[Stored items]

_ _ _ _ _ _ _

//! Hooks called at phase and task boundaries
//!
//! The distributor reports phases, workers report tasks. Workers call
//! `task_finished` before marking their slot complete, so every hook of a
//! phase happens before the first hook of the next one.

use super::task::Task;
use std::time::Duration;

/// A sort or merge phase as planned by the distributor
#[derive(Debug, Clone, Copy, PartialEq, Eq)]
pub struct PhaseInfo {
    /// Phase number as assigned by the coordination state
    pub phase: u64,

    /// Work phases planned in total for this run
    pub total: usize,

    /// Kind of the phase
    pub kind: PhaseKind,

    /// Elements per task in this phase
    pub width: usize,

    /// Number of sort/merge tasks in this phase
    pub tasks: usize,
}

#[derive(Debug, Clone, Copy, PartialEq, Eq)]
pub enum PhaseKind {
    /// Initial partition-and-sort
    Sort,

    /// One level of the merge cascade
    Merge,
}

/// Receives progress events from a running engine
///
/// All methods default to doing nothing. Implementations are shared between
/// threads and must be cheap.
pub trait PhaseObserver: Sync {
    /// Called by the distributor right after a phase is published
    fn phase_started(&self, _info: &PhaseInfo) {}

    /// Called by the distributor once the phase has drained
    fn phase_finished(&self, _info: &PhaseInfo, _elapsed: Duration) {}

    /// Called by a worker before running a sort or merge task
    fn task_started(&self, _slot: usize, _phase: u64, _task: &Task) {}

    /// Called by a worker after running a task, before completing its slot
    fn task_finished(&self, _slot: usize, _phase: u64, _task: &Task) {}
}

/// Observer that ignores every event
#[derive(Debug, Default, Clone, Copy)]
pub struct NoopObserver;

impl PhaseObserver for NoopObserver {}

_ _ _ _ _ _ _

• **What you have to do**: In full and without deviation, reproduce the entries above.

• **Solved exercise**:
//! Hooks called at phase and task boundaries
//!
//! The distributor reports phases, workers report tasks. Workers call
//! `task_finished` before marking their slot complete, so every hook of a
//! phase happens before the first hook of the next one.

use super::task::Task;
use std::time::Duration;

/// A sort or merge phase as planned by the distributor
#[derive(Debug, Clone, Copy, PartialEq, Eq)]
pub struct PhaseInfo {
    /// Phase number as assigned by the coordination state
    pub phase: u64,

    /// Work phases planned in total for this run
    pub total: usize,

    /// Kind of the phase
    pub kind: PhaseKind,

    /// Elements per task in this phase
    pub width: usize,

    /// Number of sort/merge tasks in this phase
    pub tasks: usize,
}

#[derive(Debug, Clone, Copy, PartialEq, Eq)]
pub enum PhaseKind {
    /// Initial partition-and-sort
    Sort,

    /// One level of the merge cascade
    Merge,
}

/// Receives progress events from a running engine
///
/// All methods default to doing nothing. Implementations are shared between
/// threads and must be cheap.
pub trait PhaseObserver: Sync {
    /// Called by the distributor right after a phase is published
    fn phase_started(&self, _info: &PhaseInfo) {}

    /// Called by the distributor once the phase has drained
    fn phase_finished(&self, _info: &PhaseInfo, _elapsed: Duration) {}

    /// Called by a worker before running a sort or merge task
    fn task_started(&self, _slot: usize, _phase: u64, _task: &Task) {}

    /// Called by a worker after running a task, before completing its slot
    fn task_finished(&self, _slot: usize, _phase: u64, _task: &Task) {}
}

/// Observer that ignores every event
#[derive(Debug, Default, Clone, Copy)]
pub struct NoopObserver;

impl PhaseObserver for NoopObserver {}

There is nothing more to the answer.